Though there can be overlap, catastrophic antiphospholipid syndrome is a distinct entity from primary antiphospholipid syndrome (APS) and systemic lupus erythematosus. CAPS was first described by Asherson in 1992 as a multiorgan vasoocclusive crisis characterized by small vessel thromboses. By definition, it must involve at least three organ systems accompanied by high levels of cardiolipin antibodies or lupus anticoagulant (Table 3). Often seen, though not necessary for diagnosis, are thrombocytopenia and microangiopathic hemolytic anemia [5]. CAPS differs from anti-phospholipid antibody syndrome due to its acute nature and the size of vessels involved. In addition, CAPS can lead to an acute episode of widespread small vessel thrombosis, significant morbidity, and treatment in the ICU setting.

The CAPS registry shows that the most commonly affected organ systems include the kidneys (73%), lungs (59%), brain (56%), heart (50%), and skin (45%). Retinal involvement is relatively uncommon and has been reported in 5.8% of cases. There is a 39% mortality rate with causes of death commonly involving large vessel occlusions in the brain and acute respiratory distress syndrome. Patients are often conscious at the time of presentation but may rapidly deteriorate and become comatose [2].

The etiology of CAPS is primarily speculative as it is a difficult disease to study given its rarity and its likely underdiagnosis in the ICU setting. One theory is the “two-hit hypothesis” where the patient has a known underlying predisposition including HLA genotype or other prothrombotic conditions such as malignancy, vasculitis, SLE, or other rheumatologic conditions [6]. The “second hit” can then be identified in approximately 50% of cases. This may include infection (22%), trauma or surgery (13%), anticoagulation withdrawal (7.2%), neoplasia (6.8%), and lupus flares (3%) [2]. In the case of our patient, no inciting trigger was identified.

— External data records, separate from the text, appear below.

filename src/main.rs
use std::process;

use clap::Parser;
use digitchain::cli::args::Cli;
use digitchain::cli::commands::execute_command;
use digitchain::cli::output;
use digitchain::exitcode;
use tracing::level_filters::LevelFilter;
use tracing_subscriber::fmt::format::FmtSpan;
use tracing_subscriber::layer::SubscriberExt;
use tracing_subscriber::util::SubscriberInitExt;
use tracing_subscriber::{fmt, Layer};

fn main() {
    let cli = Cli::parse();

    setup_logging(cli.verbose);

    let code = match execute_command(&cli) {
        Ok(()) => exitcode::OK,
        Err(e) => {
            output::error(&e);
            e.exit_code()
        }
    };
    process::exit(code);
}

fn setup_logging(verbosity: u8) {
    let filter = match verbosity {
        0 => LevelFilter::WARN,
        1 => LevelFilter::INFO,
        2 => LevelFilter::DEBUG,
        3 => LevelFilter::TRACE,
        _ => {
            eprintln!("Don't be crazy, max is -v -v -v");
            LevelFilter::TRACE
        }
    };

    // Formatted output directed to stderr so stdout stays parseable
    let fmt_layer = fmt::layer()
        .with_writer(std::io::stderr)
        .with_target(true)
        .with_thread_names(false)
        .with_span_events(FmtSpan::CLOSE);

    tracing_subscriber::registry()
        .with(fmt_layer.with_filter(filter))
        .init();

    match filter {
        LevelFilter::INFO => tracing::info!("Debug mode: info"),
        LevelFilter::DEBUG => tracing::debug!("Debug mode: debug"),
        LevelFilter::TRACE => tracing::debug!("Debug mode: trace"),
        _ => {}
    }
}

An alternate theory is the “thrombotic storm hypothesis” described by Kitchens, who postulated that patients with preexisting hypercoagulability may spontaneously form a thrombus leading to an overall increase in systemic thrombogenic factors, depletion of natural anticoagulant proteins, and an increase in plasminogen activator inhibitors. This thrombotic milieu becomes self-perpetuating and leads to widespread small vessel thrombosis [7].

A third theory states that infections may induce thrombotic activity via molecular mimicry. Infection leads to a transient increase in circulating antiphospholipid antibodies from activated B cells. T cells are directly activated by toxins released by bacteria such as Staphylococcus and Enterococcus species leading to further stimulation of antibody production and eventual widespread thrombosis.

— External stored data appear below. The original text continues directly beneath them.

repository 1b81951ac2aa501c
//! Infrastructure layer: I/O implementations and DI container
//!
//! This layer implements I/O boundary traits and wires up services.

pub mod di;
pub mod error;
pub mod traits;

pub use error::InfraError;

The primary focus of treatment is to suppress thrombotic activity and immunologic contributions to the prothrombotic state. Treatment usually begins with intravenous anticoagulation with transition to warfarin once a therapeutic INR is reached. Traditionally, patients with APS with venous thrombosis are maintained at an INR of 2-3, but arterial or recurrent thrombosis requires an INR >3 [8]. No definite criteria exist for CAPS, but our patient has been maintained at INR 2-3 without recurrence. Long term immunosuppression can be achieved by intravenous immunoglobulin (IVIG), corticosteroids, or immunologic agents such as mycophenolate mofetil and cyclophosphamide [2]. Our case highlights the importance of interdisciplinary care with internal medicine, rheumatology, and cardiology.

To our knowledge, there has been one other case report describing profound retinal changes related to CAPS. Her ocular symptoms resolved entirely after systemic treatment with IVIG and corticosteroids [3]. In contrast, our patient was thought to require intervention with panretinal photocoagulation due to the profound degree of retinal ischemia, in addition to corticosteroids and immune modulators. However, there are no established guidelines on the management of retinal vasoocclusive disease related to CAPS. Further attention and study are warranted to understand the consequences of CAPS in the visual system and elucidate the need for intervention by the ophthalmologist.